Provided material:
// This Source Code Form is subject to the terms of the Mozilla Public
// License, v. 2.0. If a copy of the MPL was not distributed with this
// file, You can obtain one at https://mozilla.org/MPL/2.0/.

//! Diagnostic CLI: dumps a SquashFS image's superblock, inode table,
//! directory table, or one resolved entry.

use clap::Parser;
use sqfsro::block::MmapSource;
use sqfsro::{diag, fs};
use std::fs::File;
use std::path::PathBuf;
use std::process::ExitCode;

#[derive(Parser)]
#[command(
    name = "sqfsdump",
    author = "Oxide Computer Company",
    version,
    about = "Inspect the contents of a SquashFS image"
)]
struct Args {
    /// Dump the superblock
    #[arg(short = 's', conflicts_with_all = ["inodes", "dirs", "entry"])]
    superblock: bool,

    /// Dump the inode table
    #[arg(short = 'i', conflicts_with_all = ["superblock", "dirs", "entry"])]
    inodes: bool,

    /// Dump the directory table
    #[arg(short = 'd', conflicts_with_all = ["superblock", "inodes", "entry"])]
    dirs: bool,

    /// Dump the entry at PATH (default "/"); trailing '/' denotes a directory
    #[arg(short = 'e', conflicts_with_all = ["superblock", "inodes", "dirs"])]
    entry: bool,

    /// Path to the SquashFS image
    image: PathBuf,

    /// Path within the image, used with -e (defaults to "/")
    path: Option<String>,
}

fn main() -> ExitCode {
    tracing_subscriber::fmt()
        .with_env_filter(tracing_subscriber::EnvFilter::from_default_env())
        .init();

    let args = Args::parse();
    if !(args.superblock || args.inodes || args.dirs || args.entry) {
        eprintln!("usage: sqfsdump [-s|-i|-d|-e [path]] <image>");
        return ExitCode::from(2);
    }

    match run(&args) {
        Ok(text) => {
            print!("{text}");
            ExitCode::SUCCESS
        }
        Err(e) => {
            eprintln!("sqfsdump: {}", e.short_message());
            ExitCode::FAILURE
        }
    }
}

fn run(args: &Args) -> sqfsro::Result<String> {
    let file = File::open(&args.image)?;
    let source = MmapSource::new(&file)?;

    if args.superblock {
        let sb = fs::probe(&source)?;
        return Ok(diag::dump_superblock(&sb));
    }

    if args.inodes {
        let sb = fs::probe(&source)?;
        let table_end = sb.directory_table_start.min(sb.bytes_used);
        let table = sqfsro::metadata::MetaTable::decode(&source, sb.compression, sb.inode_table_start, table_end)?;
        return diag::dump_inode_table(table.bytes(), sb.block_size);
    }

    if args.dirs {
        let sb = fs::probe(&source)?;
        let table_end = if sb.fragment_table_start != sqfsro::superblock::NOT_PRESENT {
            sb.fragment_table_start
        } else {
            sb.bytes_used
        };
        let table = sqfsro::metadata::MetaTable::decode(&source, sb.compression, sb.directory_table_start, table_end)?;
        return diag::dump_dir_content(table.bytes(), table.len());
    }

    // args.entry
    let path = args.path.as_deref().unwrap_or("/");
    diag::dump_entry(&source, path.as_bytes())
}
// This Source Code Form is subject to the terms of the Mozilla Public
// License, v. 2.0. If a copy of the MPL was not distributed with this
// file, You can obtain one at https://mozilla.org/MPL/2.0/.

//! Directory content decoding: run-length `(header, entries)` chunks,
//! and the arena-owned stream of entries `opendir` hands back.

use crate::error::{corrupt, Error, Result};
use crate::inode::{check_name_len, InodeVariant};
use crate::metadata::MetaRef;

/// A directory entry's basic type, as recorded on disk (always the
/// non-extended type id, even when the target inode is an extended
/// variant).
#[derive(Debug, Clone, Copy, PartialEq, Eq)]
pub enum EntryKind {
    Dir,
    Regular,
    Symlink,
    BlockDevice,
    CharDevice,
    Fifo,
    Socket,
}

impl EntryKind {
    fn from_raw(v: u16) -> Result<EntryKind> {
        Ok(match v {
            1 => EntryKind::Dir,
            2 => EntryKind::Regular,
            3 => EntryKind::Symlink,
            4 => EntryKind::BlockDevice,
            5 => EntryKind::CharDevice,
            6 => EntryKind::Fifo,
            7 => EntryKind::Socket,
            _ => corrupt!("unknown directory entry type"),
        })
    }

    pub fn from_inode(inode: &InodeVariant) -> EntryKind {
        use crate::inode::{InodeType, InodeVariant::*};
        match inode {
            Dir(_) | ExtDir(_) => EntryKind::Dir,
            Reg(_) | ExtReg(_) => EntryKind::Regular,
            Symlink(_) | ExtSymlink(_) => EntryKind::Symlink,
            Device(d) | ExtDevice(d) => match d.header.inode_type {
                InodeType::BlkDev | InodeType::LBlkDev => EntryKind::BlockDevice,
                _ => EntryKind::CharDevice,
            },
            Ipc(i) | ExtIpc(i) => match i.header.inode_type {
                InodeType::Fifo | InodeType::LFifo => EntryKind::Fifo,
                _ => EntryKind::Socket,
            },
        }
    }
}

/// One raw directory entry, decoded but not yet resolved to a target
/// inode. `name` borrows from the directory table's decoded arena.
#[derive(Debug, Clone)]
pub struct RawEntry<'a> {
    pub inode_ref: MetaRef,
    pub inode_number: u32,
    pub kind: EntryKind,
    pub name: &'a [u8],
}

struct ChunkHeader {
    count: u32,
    start_block: u32,
    inode_number_base: u32,
}

fn le_u16(b: &[u8], at: usize) -> u16 {
    u16::from_le_bytes(b[at..at + 2].try_into().unwrap())
}
fn le_i16(b: &[u8], at: usize) -> i16 {
    i16::from_le_bytes(b[at..at + 2].try_into().unwrap())
}
fn le_u32(b: &[u8], at: usize) -> u32 {
    u32::from_le_bytes(b[at..at + 4].try_into().unwrap())
}

fn decode_chunk_header(b: &[u8]) -> Result<ChunkHeader> {
    if b.len() < 12 {
        corrupt!("directory chunk header truncated");
    }
    Ok(ChunkHeader {
        count: le_u32(b, 0),
        start_block: le_u32(b, 4),
        inode_number_base: le_u32(b, 8),
    })
}

/// Scans the directory content at `bytes[0..content_len]`, calling
/// `visit` for every entry in on-disk order. `content_len` is the
/// directory inode's `file_size - 3`.
pub fn scan<'a>(
    bytes: &'a [u8],
    content_len: usize,
    mut visit: impl FnMut(RawEntry<'a>) -> Result<()>,
) -> Result<()> {
    if bytes.len() < content_len {
        corrupt!("directory table truncated");
    }
    let mut pos = 0usize;
    while pos < content_len {
        let header = decode_chunk_header(&bytes[pos..])?;
        pos += 12;
        for _ in 0..=header.count {
            if pos + 8 > bytes.len() {
                corrupt!("directory entry header truncated");
            }
            let offset = le_u16(bytes, pos);
            let inode_offset = le_i16(bytes, pos + 2);
            let kind = EntryKind::from_raw(le_u16(bytes, pos + 4))?;
            let name_size = le_u16(bytes, pos + 6) as usize + 1;
            check_name_len(name_size)?;
            pos += 8;
            if pos + name_size > bytes.len() {
                corrupt!("directory entry name truncated");
            }
            let name = &bytes[pos..pos + name_size];
            pos += name_size;

            let inode_number = (header.inode_number_base as i64 + inode_offset as i64) as u32;
            visit(RawEntry {
                inode_ref: MetaRef::new(header.start_block, offset),
                inode_number,
                kind,
                name,
            })?;
        }
    }
    if pos != content_len {
        corrupt!("directory content length mismatch");
    }
    Ok(())
}

/// Returns `true` iff a directory inode's `file_size` denotes an empty
/// directory (just the 3-byte stub, no entries).
pub fn is_empty_dir(file_size: u64) -> bool {
    file_size == 3
}

/// An entry yielded by `readdir`, resolved against its target inode.
#[derive(Debug, Clone)]
pub struct Entry {
    pub name: Vec<u8>,
    pub kind: EntryKind,
    /// File size in bytes; only meaningful for `EntryKind::Regular`.
    pub size: Option<u64>,
}
// This Source Code Form is subject to the terms of the Mozilla Public
// License, v. 2.0. If a copy of the MPL was not distributed with this
// file, You can obtain one at https://mozilla.org/MPL/2.0/.

//! The metadata plane: reconstructing a flat decompressed byte stream
//! from a sequence of on-disk 8 KiB-or-less metadata blocks, and
//! translating between the two coordinate systems callers use to
//! address it.
//!
//! [`MetaRef`] is the "on-disk" coordinate: a byte offset of a block
//! header relative to a table's start, plus a byte offset inside that
//! block's decompressed payload. It's what inodes and the superblock's
//! `root_inode` store. [`DecodedOffset`] is the "flat" coordinate: a
//! byte offset into the fully-decoded table. Keeping these as distinct
//! types means a mix-up is a type error, not a bug found at runtime.

use crate::block::BlockSource;
use crate::codec::{decompress_block, Compression};
use crate::error::{corrupt, Result};

pub const BLOCK_PAYLOAD_MAX: usize = 8192;
const HEADER_SIZE: u64 = 2;

/// A metadata reference `(start_block, offset)` as it appears packed
/// into a 64-bit inode field or a directory entry: low 16 bits are the
/// in-block offset, the next 32 bits are the start-block byte offset.
#[derive(Debug, Clone, Copy, PartialEq, Eq)]
pub struct MetaRef {
    pub start_block: u32,
    pub offset: u16,
}

impl MetaRef {
    pub fn new(start_block: u32, offset: u16) -> MetaRef {
        MetaRef { start_block, offset }
    }

    pub fn from_packed(packed: u64) -> MetaRef {
        MetaRef { offset: (packed & 0xFFFF) as u16, start_block: ((packed >> 16) & 0xFFFF_FFFF) as u32 }
    }
}

/// A byte offset into a table's fully-decoded, flattened content.
#[derive(Debug, Clone, Copy, PartialEq, Eq, PartialOrd, Ord)]
pub struct DecodedOffset(pub u64);

struct PhysicalBlock {
    /// Byte offset of this block's 2-byte header, relative to the
    /// table's start.
    position: u64,
    /// Cumulative decoded bytes preceding this block.
    cumulative_decoded: u64,
    compressed: bool,
}

/// A table fully decoded into one contiguous buffer, plus the index
/// needed to translate [`MetaRef`]s addressing it into [`DecodedOffset`]s.
pub struct MetaTable {
    bytes: Vec<u8>,
    blocks: Vec<PhysicalBlock>,
}

impl MetaTable {
    /// Decodes every metadata block from `table_start` up to (but not
    /// crossing) `table_end_bound`, both absolute image byte offsets.
    pub fn decode(
        source: &dyn BlockSource,
        compression: Compression,
        table_start: u64,
        table_end_bound: u64,
    ) -> Result<MetaTable> {
        let mut blocks = Vec::new();
        let mut bytes = Vec::new();
        let mut position = 0u64;

        while table_start + position < table_end_bound {
            let header_off = table_start + position;
            if header_off + HEADER_SIZE > table_end_bound {
                corrupt!("metadata block header overruns table bound");
            }
            let (decoded, block_total, compressed) =
                decode_one_block(source, compression, header_off)?;
            if header_off + block_total > table_end_bound {
                corrupt!("metadata block overruns table bound");
            }

            blocks.push(PhysicalBlock {
                position,
                cumulative_decoded: bytes.len() as u64,
                compressed,
            });
            bytes.extend_from_slice(&decoded);

            position += block_total;
        }

        Ok(MetaTable { bytes, blocks })
    }

    /// Translates a `MetaRef` (on-disk coordinates) into a flat
    /// `DecodedOffset` into this table's fully-decoded bytes.
    pub fn resolve(&self, r: MetaRef) -> Result<DecodedOffset> {
        let idx = self
            .blocks
            .binary_search_by_key(&(r.start_block as u64), |b| b.position)
            .map_err(|_| crate::error::Error::CorruptImage("metadata reference points at no block"))?;
        let block = &self.blocks[idx];
        if r.offset as usize >= BLOCK_PAYLOAD_MAX {
            corrupt!("metadata in-block offset out of range");
        }
        Ok(DecodedOffset(block.cumulative_decoded + r.offset as u64))
    }

    /// The fully-decoded table content.
    pub fn bytes(&self) -> &[u8] {
        &self.bytes
    }

    /// Returns `len` bytes starting at `offset`, erroring if the range
    /// runs past the end of the decoded table.
    pub fn slice(&self, offset: DecodedOffset, len: usize) -> Result<&[u8]> {
        let start = offset.0 as usize;
        let end = start
            .checked_add(len)
            .ok_or(crate::error::Error::CorruptImage("decoded offset overflow"))?;
        if end > self.bytes.len() {
            corrupt!("decoded offset runs past end of table");
        }
        Ok(&self.bytes[start..end])
    }

    pub fn len(&self) -> usize {
        self.bytes.len()
    }

    pub fn is_empty(&self) -> bool {
        self.bytes.is_empty()
    }

    #[cfg(test)]
    pub fn block_was_compressed(&self, index: usize) -> bool {
        self.blocks[index].compressed
    }
}

/// Reads and decodes exactly one metadata block whose header sits at
/// absolute offset `header_off`. Returns the decoded payload, the
/// total on-disk size consumed (header + raw payload), and whether it
/// was stored compressed. Used both by [`MetaTable::decode`]'s table
/// scan and by callers (the fragment table) that only need one block.
pub fn decode_one_block(
    source: &dyn BlockSource,
    compression: Compression,
    header_off: u64,
) -> Result<(Vec<u8>, u64, bool)> {
    let mut header_buf = [0u8; 2];
    source.read_at(header_off, &mut header_buf)?;
    let header = u16::from_le_bytes(header_buf);
    let data_size = (header & 0x7FFF) as u32;
    let uncompressed = header & 0x8000 != 0;

    if data_size as usize > BLOCK_PAYLOAD_MAX {
        corrupt!("metadata block payload exceeds 8 KiB");
    }

    let mut raw = vec![0u8; data_size as usize];
    source.read_at(header_off + HEADER_SIZE, &mut raw)?;

    let decoded = if uncompressed {
        raw
    } else {
        let mut decoded = vec![0u8; BLOCK_PAYLOAD_MAX];
        let written = decompress_block(compression, true, &raw, &mut decoded)?;
        decoded.truncate(written);
        decoded
    };

    Ok((decoded, HEADER_SIZE + data_size as u64, !uncompressed))
}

Task item: Go through the records above and return every line that holds the string "bits".

Solution to this task:
/// into a 64-bit inode field or a directory entry: low 16 bits are the
/// in-block offset, the next 32 bits are the start-block byte offset.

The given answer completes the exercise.